I spoke with Claire Pingel, the Chief Registrar at NMAJH, who mentioned a few letters she thought were connected to the Spanish flu, although she’s not sure. She did recommend contacting the Philadelphia Jewish Archives Center, which will have the archived documents of organizations such as the Jewish Welfare Board, but I have not yet gotten a chance to investigate their online collections descriptions or contact them directly. I hope to do that sometime this week! I also asked Claire if there are any plans to mention the flu epidemic in our upcoming exhibit about the US entering WWI, but she didn’t answer; I would guess the answer is no anyway.
I worry about not doing as much research as some of my classmates, especially since the topic is still so large/broad at this point, but I think once we start narrowing down our direction and Big Idea, it will be easier for me to know what kind of research to do.
I admit that this project fell a little off of the radar until recently.
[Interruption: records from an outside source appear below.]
impl AudioCapture {
    fn new(path: PathBuf) -> Self {
        Self {
            samples: Vec::new(),
            path,
        }
    }
    
    fn add_frame(&mut self, frame: &AudioFrame) {
        self.samples.extend_from_slice(&frame.samples);
    }
    
    fn save(&self) -> Result<(), Box<dyn std::error::Error>> {
        if self.samples.is_empty() {
            tracing::warn!("No audio samples captured for {}", self.path.display());
        } else {
            tracing::info!("Saving {} audio samples to {}", self.samples.len(), self.path.display());
        }
        save_wav(&self.path, &self.samples, SAMPLE_RATE)?;
        Ok(())
    }
}

/// Test handler that auto-accepts incoming calls and notifies when calls arrive
#[derive(Debug)]
struct TestHandler {
    incoming_calls: mpsc::Sender<(SessionId, IncomingCall)>,
}

#[async_trait]
impl CallHandler for TestHandler {
    async fn on_incoming_call(&self, call: IncomingCall) -> CallDecision {
        tracing::info!("📞 Incoming call from {} to {}", call.from, call.to);
        
        // Send call info to test
        let _ = self.incoming_calls.send((call.id.clone(), call.clone())).await;
        
        // Auto-accept - let session-core generate proper SDP
        CallDecision::Accept(None)
    }
    
    async fn on_call_established(&self, session: CallSession, _local_sdp: Option<String>, _remote_sdp: Option<String>) {
        tracing::info!("📞 Call {} established", session.id);
        // Session-core handles SDP parsing automatically
        // Media flow will be established by the main test logic
    }
    
    async fn on_call_ended(&self, session: CallSession, reason: &str) {
        tracing::info!("📞 Call {} ended: {}", session.id, reason);
    }
}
Most of my efforts have gone more towards determining what story I want to tell, as opposed to gathering research. (I realize that we’re not supposed to do too much research, but I really should have more perspectives than just the “official” ones!) There are two main narratives I’m deciding between:
- The significance and development of the Unknown Soldier concept – how can you honor every single person that has died during a war without overloading a person with thousands of names, or allowing a person to find names meaningful to them and ignore the rest?
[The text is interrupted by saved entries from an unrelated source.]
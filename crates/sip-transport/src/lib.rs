//! SIP transport layer implementation for the rvoip stack
//!
//! This crate provides transport implementations for SIP messages: plain
//! UDP sockets and a SIP/ICE adapter that presents a completed peer-to-peer
//! ICE component (spec.md §4.3) the same way.

// Re-export modules from the transport directory
pub mod transport;
pub mod error;
pub mod factory;
pub mod manager;
pub mod events;

// Internal modules
#[cfg(test)]
mod tests;

// Re-export commonly used types and functions
pub use transport::{Transport, TransportEvent};
pub use error::{Error, Result};
pub use transport::udp::UdpTransport;
pub use transport::ice::SipIceTransport;

/// Bind a UDP transport to the specified address
pub async fn bind_udp(addr: std::net::SocketAddr) -> Result<(UdpTransport, tokio::sync::mpsc::Receiver<TransportEvent>)> {
    UdpTransport::bind(addr, None).await
}

/// Re-export of common types for easier use
pub mod prelude {
    pub use crate::{
        Error, Result, Transport, TransportEvent,
        UdpTransport, SipIceTransport,
        bind_udp,
        factory::{TransportFactory, TransportType},
        manager::TransportManager,
        events::TransportEventAdapter,
    };
}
- Tying the Unknown Soldier into the object, which is similarly identity-less. Using the parallels between the two to understand the deeper meaning of the Unknown Soldier.
I imagine that the first narrative is more pertinent to the backstory itself, though I may come up with an object label draft with the second narrative if I have the time. Later this week, I plan to sit down with my materials, do some stream-of-consciousness writing, and come up with a backstory draft from there.
Image via Society of the Honor Guard. This is more Chelsea’s domain than mine, but I’m so fascinated by the Tomb Guards, their level of dedication and precision that have led to the Tomb being guarded for every minute since 1937.